Moreno began his last day Thursday with an enthusiasm many don’t show on their first.

He parked near McKevett School, grabbed his bag and practically trotted from door to door. Decades spent along the route have made him intimately familiar with the people there. “You can see when people start getting sick,” he said. “They stop coming out. The outgoing mail is in the box. You start getting the sympathy cards.”

Couples who are breaking up are easily spotted. “When you get a forward for ‘Johnny’ but not ‘Susie’ that tells you something’s up,” he said knowingly. “You can also tell when someone has a baby or is getting married.”

Toby Sanchez, 56, lives along Moreno’s route. “He never misses a day,” he said. “He’s always so cheerful and sociable. Rain or shine he’s always here and on time. I worry about who we will get next.”

Moreno waved at a young girl crossing the road. “I coached her softball team,” he said.

A dog yapped ferociously from inside a small house. “That’s Sam,” he said. “I don’t make his day until he gets to bark at me.”
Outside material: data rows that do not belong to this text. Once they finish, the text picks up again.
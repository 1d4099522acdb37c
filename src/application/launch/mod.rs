//! Launch Module
//!
//! Process entry point: starts the image's module as one long-running child
//! on the declared port and waits for it.
//!
//! ```ignore
//! let outcome = launch(&manifest_repo, &image_dir, &LaunchOptions::default(), sink, &cancel)?;
//!
//! // or step by step
//! let plan = LaunchPlan::prepare(&TomlImageManifestRepository::new(), &image_dir)?;
//! let process = start(&plan, &LaunchOptions::default(), sink, &cancel)?;
//! let outcome = process.wait(&cancel)?;
//! ```

mod plan;
mod process;

pub use plan::LaunchPlan;
pub use process::{
    launch, probe_port, start, LaunchOptions, LaunchOutcome, RunningProcess, SHUTDOWN_GRACE,
};
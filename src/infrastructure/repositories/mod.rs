//! Repository Implementations

mod image;
mod installed;
mod lockfile;

pub use image::TomlImageManifestRepository;
pub use installed::TomlInstallRecordRepository;
pub use lockfile::{parse_lock_descriptor, TomlLockRepository};
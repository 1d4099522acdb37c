//! Exclusive advisory lock on a build output directory
//!
//! Two builds writing the same `stage/` and `image/` would interleave their
//! renames. The lock file lives next to them and is released on drop.

use std::fs;
use std::path::{Path, PathBuf};

use fs2::FileExt;

use crate::error::{BerthError, BerthResult};

const LOCK_FILE_NAME: &str = ".berth-build.lock";

#[derive(Debug)]
pub struct BuildLock {
    file: fs::File,
    path: PathBuf,
}

impl BuildLock {
    /// Take the lock without waiting.
    pub fn acquire(output_dir: &Path) -> BerthResult<Self> {
        fs::create_dir_all(output_dir)?;
        let path = output_dir.join(LOCK_FILE_NAME);
        let file = fs::OpenOptions::new()
            .create(true)
            .truncate(false)
            .write(true)
            .open(&path)?;
        file.try_lock_exclusive()
            .map_err(|_| BerthError::BuildLocked {
                path: output_dir.to_path_buf(),
            })?;
        tracing::debug!(path = %path.display(), "build lock acquired");
        Ok(Self { file, path })
    }

    pub fn path(&self) -> &Path {
        &self.path
    }
}

impl Drop for BuildLock {
    fn drop(&mut self) {
        let _ = fs2::FileExt::unlock(&self.file);
    }
}
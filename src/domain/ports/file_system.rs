//! FileSystem port - abstraction over file I/O operations
//!
//! The stager and assembler only touch disk through this trait.

use std::path::{Path, PathBuf};

use crate::domain::value_objects::{ContentHash, TreeHasher};

/// Result type for file system operations
pub type FsResult<T> = Result<T, FsError>;

/// File system operation errors
#[derive(Debug)]
pub enum FsError {
    /// File not found
    NotFound(PathBuf),
    /// Permission denied
    PermissionDenied(PathBuf),
    /// I/O error
    Io(PathBuf, std::io::Error),
}

impl FsError {
    /// Attach the path an [`std::io::Error`] happened on.
    pub fn at(path: &Path, err: std::io::Error) -> Self {
        match err.kind() {
            std::io::ErrorKind::NotFound => FsError::NotFound(path.to_path_buf()),
            std::io::ErrorKind::PermissionDenied => FsError::PermissionDenied(path.to_path_buf()),
            _ => FsError::Io(path.to_path_buf(), err),
        }
    }

    pub fn path(&self) -> &Path {
        match self {
            FsError::NotFound(p) | FsError::PermissionDenied(p) | FsError::Io(p, _) => p,
        }
    }

    /// Convert back into an `io::Error`, preserving the kind.
    pub fn into_io(self) -> std::io::Error {
        match self {
            FsError::NotFound(p) => std::io::Error::new(
                std::io::ErrorKind::NotFound,
                format!("not found: {}", p.display()),
            ),
            FsError::PermissionDenied(p) => std::io::Error::new(
                std::io::ErrorKind::PermissionDenied,
                format!("permission denied: {}", p.display()),
            ),
            FsError::Io(_, err) => err,
        }
    }
}

impl std::fmt::Display for FsError {
    fn fmt(&self, f: &mut std::fmt::Formatter<'_>) -> std::fmt::Result {
        match self {
            FsError::NotFound(path) => write!(f, "File not found: {}", path.display()),
            FsError::PermissionDenied(path) => {
                write!(f, "Permission denied: {}", path.display())
            }
            FsError::Io(path, err) => write!(f, "I/O error on {}: {}", path.display(), err),
        }
    }
}

impl std::error::Error for FsError {}

/// Abstract file system interface
pub trait FileSystem {
    /// Read file content as bytes
    fn read(&self, path: &Path) -> FsResult<Vec<u8>>;

    /// Write content to file atomically, creating parent directories
    fn write(&self, path: &Path, content: &[u8]) -> FsResult<()>;

    /// Copy a single file, creating parent directories
    fn copy_file(&self, from: &Path, to: &Path) -> FsResult<()>;

    /// Check if a path exists
    fn exists(&self, path: &Path) -> bool;

    /// Check if a path is a directory
    fn is_dir(&self, path: &Path) -> bool;

    /// Create directory and parents
    fn create_dir_all(&self, path: &Path) -> FsResult<()>;

    /// Remove a directory tree; missing directories are not an error
    fn remove_dir_all(&self, path: &Path) -> FsResult<()>;

    /// Rename a file or directory
    fn rename(&self, from: &Path, to: &Path) -> FsResult<()>;

    /// All regular files under `root`, relative to it, sorted.
    fn list_files(&self, root: &Path) -> FsResult<Vec<PathBuf>>;

    /// Tree digest of every regular file under `root`.
    ///
    /// Records are ordered by their `/`-joined path string, not by path
    /// components, so `pkg-1.0.dist-info/METADATA` precedes `pkg/mod.py`.
    fn tree_digest(&self, root: &Path) -> FsResult<ContentHash> {
        let mut files: Vec<(String, PathBuf)> = self
            .list_files(root)?
            .into_iter()
            .map(|rel| (rel.to_string_lossy().replace('\\', "/"), rel))
            .collect();
        files.sort_by(|a, b| a.0.cmp(&b.0));

        let mut hasher = TreeHasher::new();
        for (key, rel) in files {
            let content = self.read(&root.join(&rel))?;
            hasher.add_file(&key, &content);
        }
        Ok(hasher.finish())
    }

    /// Copy every regular file under `from` into `to`, returning the copied
    /// relative paths in sorted order.
    fn copy_tree(&self, from: &Path, to: &Path) -> FsResult<Vec<PathBuf>> {
        let files = self.list_files(from)?;
        self.create_dir_all(to)?;
        for rel in &files {
            self.copy_file(&from.join(rel), &to.join(rel))?;
        }
        Ok(files)
    }
}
In 41 years he has only been bitten once. “Everyone in this town knows Johnny, even the dogs,” said 52-year-old David Arguellas, standing beside his black Labrador. “He comes right up here and pets the dog and the other mailmen avoid it. He has a dry sense of humor.”

Advertisement

Moreno was born and raised in Santa Paula, where he was a star on the high school football team. He is married with three adult children and is also a great-grandfather. He lives on his route and delivers his own mail.

When he started carrying mail, Santa Paula was a much smaller town, about 16,000 compared with today’s city of about 30,000. The hillsides, now covered in new homes, were still largely empty and green.

In those days there were only two mail trucks. Carriers used their own cars. Bags were lighter, because mail was mostly letters and bills and not pages of inserts and coupons, he said. His salary began at a little over $2 an hour, rising to $21 an hour.

“It’s night and day compared to how it was then,” Moreno said.

Over the years Moreno has done more than give clients their mail. He once found an elderly woman lying in her backyard with a broken elbow. He also alerted the Fire Department when he saw flames rising from a house on his route. In another incident, he grabbed a 2-year-old who was wandering on busy California 150.

He has trained at least 50 letter carriers. “People want this job because they think it’s a kick-back job where you just walk around all day,” Moreno said. “It’s stressful. You have to have a good memory, you have to be organized and you have to be physically capable of doing it.”

Letter carrier Marion Walters has been a co-worker of Moreno’s for 21 years. “The one thing he told me when I started was that my feet would grow one size and after a while they did--from size 8 1/2 to 9 1/2,” Walters said.

Advertisement

Moreno said he doesn’t have any plans for his immediate future.

“I can’t go fishing all the time; I can’t spend all my time in Vegas,” he said while in a rare stationary moment on a hillside. “I love my work. I will probably wake up at 6:30 in the morning and realize I don’t have to go to work anymore. I guess it really hasn’t sunk in yet.”